STORED DATA START
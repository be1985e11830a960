use crate::boundary::*;
use crate::domain::*;
use crate::solver::SolverInterface;
use crate::stencil::*;
use crate::tiling::*;
use rayon::prelude::*;

/// Cache blocked parallel solver.
///
/// Each timestep the destination buffer is split into one slice per outer
/// tile and the slices are processed in parallel. A tile reads only the
/// source generation and writes only its own slice, so no locking is
/// needed. The parallel loop returns once every tile is done, which is
/// the barrier between timesteps.
///
/// Neighbors are accumulated in the same order as `NaiveSolver`,
/// so both produce the same values.
pub struct TiledSolver<'a, StencilType, BC, const GRID_DIMENSION: usize>
where
    StencilType: TVStencil<GRID_DIMENSION>,
    BC: BoundaryPolicy,
{
    stencil: &'a StencilType,
    bc: BC,
    plan: TilePlan<GRID_DIMENSION>,
    zero_row: Vec<f64>,
}

impl<'a, StencilType, BC, const GRID_DIMENSION: usize>
    TiledSolver<'a, StencilType, BC, GRID_DIMENSION>
where
    StencilType: TVStencil<GRID_DIMENSION>,
    BC: BoundaryPolicy,
{
    pub fn new(
        stencil: &'a StencilType,
        bc: BC,
        plan: TilePlan<GRID_DIMENSION>,
    ) -> Self {
        debug_assert_eq!(
            stencil.offsets(),
            HeatStencil::<GRID_DIMENSION>::new(0.0).offsets(),
            "tiled kernels expect -e0, +e0, -e1, +e1 neighbor order"
        );
        let zero_row = if GRID_DIMENSION > 1 {
            let row_len = plan.aabb().exclusive_bounds()[GRID_DIMENSION - 1];
            vec![0.0; row_len as usize]
        } else {
            Vec::new()
        };
        log::debug!(
            "TiledSolver: {} outer tiles, {} sub-tiles over {}",
            plan.tiles().len(),
            plan.sub_tiles().len(),
            plan.aabb()
        );
        TiledSolver {
            stencil,
            bc,
            plan,
            zero_row,
        }
    }

    pub fn plan(&self) -> &TilePlan<GRID_DIMENSION> {
        &self.plan
    }

    fn dispatch<F>(&self, output: &mut [f64], f: F)
    where
        F: Fn(&OuterTile<GRID_DIMENSION>, &mut [f64]) + Send + Sync,
    {
        split_tiles_mut(self.plan.aabb(), self.plan.tiles(), output)
            .into_par_iter()
            .for_each(|(tile, tile_output)| {
                profiling::scope!("tiled_solver: Thread Callback");
                f(tile, tile_output);
            });
    }

    /// Neighbor of `row` in `direction`, or the shared zero row when the
    /// policy has none.
    #[inline]
    fn neighbor_row<'b>(
        &'b self,
        ib: &'b [f64],
        row: usize,
        direction: Direction,
        rows: usize,
        row_len: usize,
    ) -> &'b [f64] {
        match self.bc.neighbor_index(row, direction, rows) {
            Some(n) => &ib[n * row_len..(n + 1) * row_len],
            None => &self.zero_row,
        }
    }
}

/// Backward and forward neighbors of `line[i]`.
/// Only the two ends of a line go through the boundary policy.
#[inline]
fn line_neighbors<BC: BoundaryPolicy>(
    bc: &BC,
    line: &[f64],
    i: usize,
) -> (f64, f64) {
    if i > 0 && i + 1 < line.len() {
        (line[i - 1], line[i + 1])
    } else {
        (
            bc.neighbor_value(line, i, Direction::Backward),
            bc.neighbor_value(line, i, Direction::Forward),
        )
    }
}

impl<StencilType, BC> SolverInterface<1> for TiledSolver<'_, StencilType, BC, 1>
where
    StencilType: TVStencil<1>,
    BC: BoundaryPolicy,
{
    fn step<DomainType: DomainView<1>>(
        &self,
        input: &DomainType,
        output: &mut DomainType,
        global_time: usize,
    ) {
        debug_assert_eq!(input.aabb(), self.plan.aabb());
        debug_assert_eq!(output.aabb(), self.plan.aabb());
        profiling::scope!("tiled_solver: step");
        let w = self.stencil.weights(global_time);
        let ib = input.buffer();
        let origin = self.plan.aabb().min()[0];
        self.dispatch(output.buffer_mut(), |tile, tile_output| {
            let start = (tile.aabb.min()[0] - origin) as usize;
            for (j, value) in tile_output.iter_mut().enumerate() {
                let i = start + j;
                let (left, right) = line_neighbors(&self.bc, ib, i);
                *value = self.stencil.apply(&w, &[left, right], ib[i]);
            }
        });
    }

    fn name(&self) -> &'static str {
        "tiled"
    }
}

impl<StencilType, BC> SolverInterface<2> for TiledSolver<'_, StencilType, BC, 2>
where
    StencilType: TVStencil<2>,
    BC: BoundaryPolicy,
{
    fn step<DomainType: DomainView<2>>(
        &self,
        input: &DomainType,
        output: &mut DomainType,
        global_time: usize,
    ) {
        debug_assert_eq!(input.aabb(), self.plan.aabb());
        debug_assert_eq!(output.aabb(), self.plan.aabb());
        profiling::scope!("tiled_solver: step");
        let w = self.stencil.weights(global_time);
        let ib = input.buffer();
        let origin = self.plan.aabb().min();
        let exclusive_bounds = self.plan.aabb().exclusive_bounds();
        let rows = exclusive_bounds[0] as usize;
        let row_len = exclusive_bounds[1] as usize;
        self.dispatch(output.buffer_mut(), |tile, tile_output| {
            let first_row = (tile.aabb.min()[0] - origin[0]) as usize;
            for sub_tile in &tile.sub_tiles {
                let min = sub_tile.min() - origin;
                let max = sub_tile.max() - origin;
                let columns = min[1] as usize..=max[1] as usize;
                for r in min[0] as usize..=max[0] as usize {
                    let center = &ib[r * row_len..(r + 1) * row_len];
                    let up = self.neighbor_row(
                        ib,
                        r,
                        Direction::Backward,
                        rows,
                        row_len,
                    );
                    let down = self.neighbor_row(
                        ib,
                        r,
                        Direction::Forward,
                        rows,
                        row_len,
                    );
                    let local = r - first_row;
                    let out_row = &mut tile_output
                        [local * row_len..(local + 1) * row_len];
                    for c in columns.clone() {
                        let (left, right) = line_neighbors(&self.bc, center, c);
                        out_row[c] = self.stencil.apply(
                            &w,
                            &[up[c], down[c], left, right],
                            center[c],
                        );
                    }
                }
            }
        });
    }

    fn name(&self) -> &'static str {
        "tiled"
    }
}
STORED DATA END
§ WORK TASK: In the material above, find each line that contains the word "const", and select it.

§ OUTPUT BELOW:
pub struct TiledSolver<'a, StencilType, BC, const GRID_DIMENSION: usize>
impl<'a, StencilType, BC, const GRID_DIMENSION: usize>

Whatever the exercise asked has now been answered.